- Born: 3 May 1970 Buenos Aires, Argentina
- Died: 18 April 2017 (aged 46) Buenos Aires, Argentina
- Occupations: Actor and director
- Years active: 2001–2017

= Diego Rafecas =

Argentine actor and director (1970–2017)

Diego Rafecas (Buenos Aires, 3 May 1970 – 18 April 2017) was an Argentine actor and director. known for Un Buda, a film that he directed and acted in.

==Early life==
Diego Rafecas was born on May 3, 1970, in Buenos Aires, Argentina. He started studying acting with Cristina Banegas, a well-known Argentine actress, when he was 17. Two years later he debuted as an actor in a play One Aspect directed by Banegas and written by Griselda Gambaro.

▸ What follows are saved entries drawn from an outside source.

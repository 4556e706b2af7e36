//! Geometry of basic shapes read from their attributes.

use std::f64::consts::PI;

use kurbo::{Circle, Ellipse, Shape};

use crate::foundation::core::{BezPath, Point, Rect};
use crate::path::sampler::{BezMeasure, PathMeasure};
use crate::scene::element::ElementKind;

/// Attribute lookup used by the measurement helpers.
pub type AttrLookup<'a> = &'a dyn Fn(&str) -> Option<String>;

const SHAPE_TOLERANCE: f64 = 0.1;

/// Leading number of an attribute value (`"12.5px"` reads as `12.5`).
pub fn parse_number(s: &str) -> Option<f64> {
    let s = s.trim();
    let end = s
        .char_indices()
        .find(|&(i, c)| {
            !(c.is_ascii_digit()
                || c == '.'
                || ((c == '-' || c == '+') && (i == 0 || matches!(s.as_bytes()[i - 1], b'e' | b'E')))
                || ((c == 'e' || c == 'E') && i > 0))
        })
        .map_or(s.len(), |(i, _)| i);
    let head = &s[..end];
    head.parse()
        .ok()
        .or_else(|| head.trim_end_matches(['e', 'E']).parse().ok())
}

/// Parse a `points` attribute (`"x,y x,y"` or `"x y x y"`).
pub fn parse_points(s: &str) -> Vec<Point> {
    let nums: Vec<f64> = s
        .split(|c: char| c == ',' || c.is_whitespace())
        .filter(|t| !t.is_empty())
        .filter_map(|t| t.parse().ok())
        .collect();
    nums.chunks_exact(2).map(|p| Point::new(p[0], p[1])).collect()
}

fn num(attr: AttrLookup<'_>, name: &str) -> f64 {
    attr(name).as_deref().and_then(parse_number).unwrap_or(0.0)
}

fn polyline_length(points: &[Point]) -> f64 {
    points.windows(2).map(|w| w[0].distance(w[1])).sum()
}

/// Total outline length of an element.
pub fn total_length(kind: &ElementKind, attr: AttrLookup<'_>) -> Option<f64> {
    match kind {
        ElementKind::Circle => Some(2.0 * PI * num(attr, "r")),
        ElementKind::Rect => Some(2.0 * num(attr, "width") + 2.0 * num(attr, "height")),
        ElementKind::Line => Some(
            Point::new(num(attr, "x1"), num(attr, "y1"))
                .distance(Point::new(num(attr, "x2"), num(attr, "y2"))),
        ),
        ElementKind::Polyline => Some(polyline_length(&parse_points(&attr("points")?))),
        ElementKind::Polygon => {
            let pts = parse_points(&attr("points")?);
            let closing = match (pts.first(), pts.last()) {
                (Some(a), Some(b)) => a.distance(*b),
                _ => 0.0,
            };
            Some(polyline_length(&pts) + closing)
        }
        ElementKind::Ellipse => {
            // Ramanujan's approximation.
            let (a, b) = (num(attr, "rx"), num(attr, "ry"));
            Some(PI * (3.0 * (a + b) - ((3.0 * a + b) * (a + 3.0 * b)).sqrt()))
        }
        ElementKind::Path => outline_path(kind, attr).map(|p| BezMeasure::new(&p).total_length()),
        _ => None,
    }
}

/// Point at arc length `len` along an element's outline.
pub fn point_at_length(kind: &ElementKind, attr: AttrLookup<'_>, len: f64) -> Option<Point> {
    let path = outline_path(kind, attr)?;
    if path.elements().is_empty() {
        return None;
    }
    Some(BezMeasure::new(&path).point_at_length(len))
}

/// Outline of an element as a kurbo path.
pub fn outline_path(kind: &ElementKind, attr: AttrLookup<'_>) -> Option<BezPath> {
    match kind {
        ElementKind::Path => BezPath::from_svg(&attr("d")?).ok(),
        ElementKind::Rect | ElementKind::Image => Some(rect_of(attr).to_path(SHAPE_TOLERANCE)),
        ElementKind::Circle => Some(
            Circle::new((num(attr, "cx"), num(attr, "cy")), num(attr, "r"))
                .to_path(SHAPE_TOLERANCE),
        ),
        ElementKind::Ellipse => Some(
            Ellipse::new(
                (num(attr, "cx"), num(attr, "cy")),
                (num(attr, "rx"), num(attr, "ry")),
                0.0,
            )
            .to_path(SHAPE_TOLERANCE),
        ),
        ElementKind::Line => {
            let mut p = BezPath::new();
            p.move_to((num(attr, "x1"), num(attr, "y1")));
            p.line_to((num(attr, "x2"), num(attr, "y2")));
            Some(p)
        }
        ElementKind::Polyline | ElementKind::Polygon => {
            let pts = parse_points(&attr("points")?);
            let (&first, rest) = pts.split_first()?;
            let mut p = BezPath::new();
            p.move_to(first);
            for &pt in rest {
                p.line_to(pt);
            }
            if *kind == ElementKind::Polygon {
                p.close_path();
            }
            Some(p)
        }
        _ => None,
    }
}

fn rect_of(attr: AttrLookup<'_>) -> Rect {
    let (x, y) = (num(attr, "x"), num(attr, "y"));
    Rect::new(x, y, x + num(attr, "width"), y + num(attr, "height"))
}

/// Local-space bounding box derived from geometry attributes.
///
/// Text boxes are estimated from the font size and character count.
pub fn bounding_box(kind: &ElementKind, attr: AttrLookup<'_>) -> Option<Rect> {
    match kind {
        ElementKind::Rect | ElementKind::Image => Some(rect_of(attr)),
        ElementKind::Text => {
            let size = attr("font-size")
                .as_deref()
                .and_then(parse_number)
                .unwrap_or(16.0);
            let chars = attr("text").map_or(0, |t| t.chars().count()) as f64;
            let (x, y) = (num(attr, "x"), num(attr, "y"));
            Some(Rect::new(x, y - size, x + chars * size * 0.6, y))
        }
        ElementKind::Circle => {
            let r = num(attr, "r");
            let (cx, cy) = (num(attr, "cx"), num(attr, "cy"));
            Some(Rect::new(cx - r, cy - r, cx + r, cy + r))
        }
        ElementKind::Ellipse => {
            let (rx, ry) = (num(attr, "rx"), num(attr, "ry"));
            let (cx, cy) = (num(attr, "cx"), num(attr, "cy"));
            Some(Rect::new(cx - rx, cy - ry, cx + rx, cy + ry))
        }
        ElementKind::Group | ElementKind::Other(_) => None,
        _ => outline_path(kind, attr).map(|p| {
            if p.elements().is_empty() {
                Rect::ZERO
            } else {
                p.bounding_box()
            }
        }),
    }
}

#[cfg(test)]
#[path = "../../tests/unit/scene/measure.rs"]
mod tests;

Later he obtained a BA in Philosophy from the University of Buenos Aires. At the same time he also began to study the Zen practice with Stephane Kosen Thibaut, a Dharma heir of Japanese Master Deshimaru.

==Career==
During his college years, he made his first short film, The Good Life, and kidnapped in digital format, co-directed with Paul Flehner, and began studying film directing with Eduardo Milewicz. Under his guidance, he wrote and directed Living in New York, a short film that won major awards at festivals around the country.

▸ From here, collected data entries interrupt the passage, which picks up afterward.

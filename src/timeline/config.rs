use std::fmt;

use crate::compile::compiler::StateProvider;
use crate::foundation::core::Anchor;
use crate::foundation::error::{TweenlineError, TweenlineResult};
use crate::paint::apply::{GradientPaint, PaintChannel};
use crate::scene::element::{ElementId, Scene};

/// Timeline options, resolved once at construction.
#[derive(Clone, Debug, PartialEq, serde::Serialize, serde::Deserialize)]
#[serde(default, rename_all = "camelCase")]
pub struct TimelineConfig {
    /// Total duration override (ms). `None` uses the longest `delay + duration`.
    pub duration: Option<f64>,
    /// Playback speed multiplier.
    pub speed: f64,
    /// Easing name used by steps that do not name one.
    pub easing: String,
    /// Wrap around at the ends instead of completing.
    #[serde(rename = "loop")]
    pub loop_playback: bool,
    /// Start playing after each `add`.
    pub autoplay: bool,
    /// Start delay added to every record (ms).
    pub delay: f64,
    /// Read starting values from the [`StateProvider`] instead of the scene.
    pub managed_state: bool,
    /// Deferred start-up before a fresh play begins advancing (ms).
    pub start_defer_ms: f64,
}

impl Default for TimelineConfig {
    fn default() -> Self {
        Self {
            duration: None,
            speed: 1.0,
            easing: "linear".to_owned(),
            loop_playback: false,
            autoplay: false,
            delay: 0.0,
            managed_state: false,
            start_defer_ms: 100.0,
        }
    }
}

impl TimelineConfig {
    /// Parse and validate the JSON form.
    pub fn from_json(json: &str) -> TweenlineResult<Self> {
        let config: Self = serde_json::from_str(json)?;
        config.validate()?;
        Ok(config)
    }

    /// Reject values playback cannot honor.
    pub fn validate(&self) -> TweenlineResult<()> {
        if !self.speed.is_finite() || self.speed <= 0.0 {
            return Err(TweenlineError::validation("speed must be finite and > 0"));
        }
        if let Some(d) = self.duration {
            if !d.is_finite() || d < 0.0 {
                return Err(TweenlineError::validation(
                    "duration override must be finite and >= 0",
                ));
            }
        }
        if !self.delay.is_finite() {
            return Err(TweenlineError::validation("delay must be finite"));
        }
        if !self.start_defer_ms.is_finite() || self.start_defer_ms < 0.0 {
            return Err(TweenlineError::validation(
                "start_defer_ms must be finite and >= 0",
            ));
        }
        Ok(())
    }
}

/// Called after every rendered frame with the progress percentage.
pub type UpdateHook = Box<dyn FnMut(f64)>;
/// Called when a non-looping playback reaches an end.
pub type CompleteHook = Box<dyn FnMut()>;
/// Chooses the id of a gradient written into an element's paint slot.
pub type GradientIdHook = Box<dyn Fn(&ElementId, PaintChannel) -> String>;
/// Applies a gradient instead of the scene's paint setter.
pub type GradientSetterHook = Box<dyn FnMut(&mut dyn Scene, &ElementId, PaintChannel, &GradientPaint)>;
/// Receives the new size of a resized element.
pub type ImagePatternHook = Box<dyn FnMut(&mut dyn Scene, &ElementId, f64, f64)>;
/// Receives anchor changes.
pub type AnchorHook = Box<dyn FnMut(&ElementId, Anchor)>;

/// Callbacks and collaborators that do not serialize.
#[derive(Default)]
pub struct TimelineHooks {
    /// Progress callback.
    pub on_update: Option<UpdateHook>,
    /// Completion callback.
    pub on_complete: Option<CompleteHook>,
    /// Gradient id assignment.
    pub gradient_id: Option<GradientIdHook>,
    /// Custom gradient application.
    pub gradient_setter: Option<GradientSetterHook>,
    /// Image-pattern refresh after a resize.
    pub update_image_pattern: Option<ImagePatternHook>,
    /// Anchor-change side effects.
    pub update_anchor: Option<AnchorHook>,
    /// Starting values in managed-state mode.
    pub state_provider: Option<Box<dyn StateProvider>>,
}

impl TimelineHooks {
    /// No hooks.
    pub fn new() -> Self {
        Self::default()
    }

    /// Set the progress callback.
    pub fn on_update(mut self, f: impl FnMut(f64) + 'static) -> Self {
        self.on_update = Some(Box::new(f));
        self
    }

    /// Set the completion callback.
    pub fn on_complete(mut self, f: impl FnMut() + 'static) -> Self {
        self.on_complete = Some(Box::new(f));
        self
    }

    /// Set the gradient id hook.
    pub fn gradient_id(mut self, f: impl Fn(&ElementId, PaintChannel) -> String + 'static) -> Self {
        self.gradient_id = Some(Box::new(f));
        self
    }

    /// Set the gradient setter.
    pub fn gradient_setter(
        mut self,
        f: impl FnMut(&mut dyn Scene, &ElementId, PaintChannel, &GradientPaint) + 'static,
    ) -> Self {
        self.gradient_setter = Some(Box::new(f));
        self
    }

    /// Set the image-pattern hook.
    pub fn update_image_pattern(
        mut self,
        f: impl FnMut(&mut dyn Scene, &ElementId, f64, f64) + 'static,
    ) -> Self {
        self.update_image_pattern = Some(Box::new(f));
        self
    }

    /// Set the anchor hook.
    pub fn update_anchor(mut self, f: impl FnMut(&ElementId, Anchor) + 'static) -> Self {
        self.update_anchor = Some(Box::new(f));
        self
    }

    /// Set the managed-state provider.
    pub fn state_provider(mut self, provider: impl StateProvider + 'static) -> Self {
        self.state_provider = Some(Box::new(provider));
        self
    }
}

impl fmt::Debug for TimelineHooks {
    fn fmt(&self, f: &mut fmt::Formatter<'_>) -> fmt::Result {
        f.debug_struct("TimelineHooks")
            .field("on_update", &self.on_update.is_some())
            .field("on_complete", &self.on_complete.is_some())
            .field("gradient_id", &self.gradient_id.is_some())
            .field("gradient_setter", &self.gradient_setter.is_some())
            .field("update_image_pattern", &self.update_image_pattern.is_some())
            .field("update_anchor", &self.update_anchor.is_some())
            .field("state_provider", &self.state_provider.is_some())
            .finish()
    }
}

#[cfg(test)]
#[path = "../../tests/unit/timeline/config.rs"]
mod tests;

He died on 18 April 2017, aged 46, from an illness that had kept him hospitalised.

==Filmography==
Director
- El secuestro (2001) (Short)
- La buena vida (2002)
- Vivir en Nueva York (2005)
- A Buddha (2005)
- Rodney (2008)
- Paco (2009)
- Cruzadas (2011)
- Ley Primera (2017)

Actor
- La buena vida (2002) (cortometraje)
- Se me rompió el pantalón (2003) (cortometraje)
- Vivir en Nueva York (2005)
- A Buddha (2005)
- Cartas (2006)
- Rodney (2008)
- Paco (2009)
- Cruzadas (2011)
- Ley Primera (2017)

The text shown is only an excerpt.